Traditional Marketing and Digital Marketing are the Same?
Walk outside or in your own office and ask someone to tell you the difference between traditional marketing and digital marketing. The chances are that the general response will be that traditional marketing is not digital marketing and that digital marketing is online marketing. Huh? The reality is, there is no difference between traditional marketing and digital marketing. Yes, you read that correctly. There is no difference between the two types of marketing. Before you start leaving negative comments, please read on.
The American Marketing Association defines marketing as the activity, set of institutions, and processes for creating, communicating, delivering, and exchanging offerings that have value for customers, clients, partners, and society at large. Before we can create, communicate, and exchange offerings that bring value to customers, we need to “create” a customer. Thus, Peter Drucker, the father of modern management, profoundly stated, “Because the purpose of business is to create a customer, the business enterprise has two – and only two – basic functions: marketing and innovation. Marketing and innovation produce results; all the rest are costs. Marketing is the distinguishing, unique function of the business.”
Therefore, marketing (and innovation) aims to “create” a customer by creating, communicating, delivering, and exchanging offerings that have value for the customer. The only difference between the two marketing terms is the medium. That is, digital is a medium. But what is digital?

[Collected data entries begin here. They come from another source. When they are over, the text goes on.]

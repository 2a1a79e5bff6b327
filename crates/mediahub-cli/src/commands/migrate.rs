//! Database migration command.

use mediahub_core::error::AppError;

use crate::output;

/// Apply all pending migrations
pub async fn execute(env: &str) -> Result<(), AppError> {
    let config = super::load_config(env)?;
    let db = super::connect(&config).await?;

    println!("Running database migrations...");
    let result = mediahub_database::migration::run_migrations(db.pool()).await;
    db.close().await;
    result?;

    output::print_success("All migrations applied successfully.");
    Ok(())
}
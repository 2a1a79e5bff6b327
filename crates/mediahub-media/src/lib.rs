//! # mediahub-media
//!
//! Asynchronous media coordination for MediaHub.
//!
//! Callers submit media, emoji, or recache requests to the [`MediaManager`].
//! Each request is validated and persisted synchronously, then handed back as
//! a processing handle while a bounded worker pool decodes, thumbnails, and
//! stores the data in the background. The manager also owns a nightly job
//! that evicts locally cached copies of old remote media.

pub mod context;
pub mod manager;
pub mod processing;
pub mod prune;
pub mod sniff;
pub mod types;

mod job;

#[cfg(test)]
pub(crate) mod testing;

pub use context::{MediaContext, MediaLimits};
pub use manager::{MediaManager, PoolSizing};
pub use processing::{ProcessingEmoji, ProcessingMedia, ProcessingState};
pub use prune::{PruneReport, prune_remote};
pub use types::{AdditionalEmojiInfo, AdditionalMediaInfo, DataFn, PostDataFn};
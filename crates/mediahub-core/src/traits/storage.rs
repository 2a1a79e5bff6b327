//! Blob storage trait for attachment and emoji files.

use async_trait::async_trait;
use bytes::Bytes;

use crate::result::AppResult;

/// Key/value blob store holding original media files and thumbnails.
///
/// Keys are slash-separated relative paths such as
/// `{account}/attachment/original/{id}.png`. The trait is defined here and
/// implemented in `mediahub-storage`.
#[async_trait]
pub trait StorageProvider: Send + Sync + std::fmt::Debug + 'static {
    /// Return the provider type name (e.g., "local").
    fn provider_type(&self) -> &str;

    /// Check whether the provider is healthy and reachable.
    async fn health_check(&self) -> AppResult<bool>;

    /// Read a blob into memory.
    async fn read_bytes(&self, path: &str) -> AppResult<Bytes>;

    /// Write a blob, replacing any existing one at the same key.
    async fn write(&self, path: &str, data: Bytes) -> AppResult<()>;

    /// Delete a blob. Deleting a missing key is not an error.
    async fn delete(&self, path: &str) -> AppResult<()>;

    /// Check whether a blob exists.
    async fn exists(&self, path: &str) -> AppResult<bool>;
}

Digital Defined and Advantages
Bud Caddell, a digital strategist, defines digital as “a participatory layer of all media that allows users to self-select their own experiences, and affords marketers the ability to bridge media, gain feedback, iterate their message and collect relationships.” In other words, digital offers marketers a way to understand their customers’ behavior while giving customers a path to exploring and discovering content they engage with and like.
Differentiating traditional marketing and digital marketing is no different from print marketing, radio marketing, or television marketing, all of which are mediums that fall under the marketing umbrella. Rob Stokes, an author of eMarketing, identifies two fundamental ways of digital marketing: audience segmentation and measurability.
With digital marketing, audiences can be precisely segmented and sometimes in real-time. Segmentation includes a customer’s geolocation, browsing behavior, age, gender, likes (affinity group, found in google’s analytics platform), and the type of device they use. These are just a few ways audiences can be segmented using digital platforms.
With digital, a customer is easily measured. That is, their digital journey includes what they watch, which web pages they visit, their interaction, and often, their sentiments toward products and brands. Brands can measure the success of a campaign and determine which ones performed better than others. Try gathering this data from a customer browsing a print magazine.
The same principles for offline (traditional) marketing apply to digital marketing. That is, businesses need to create customers by offering a value exchange of offerings. The four P’s of marketing, products, price, placement (distribution), and promotion apply to digital as it does to traditional. The difference is that digital is faster and easier to gather and analyze customer data and implement new strategies and campaigns. The result is the development of new content, products, or processes that helps create value for your customer and, in turn, value for your business through customer retention and profits.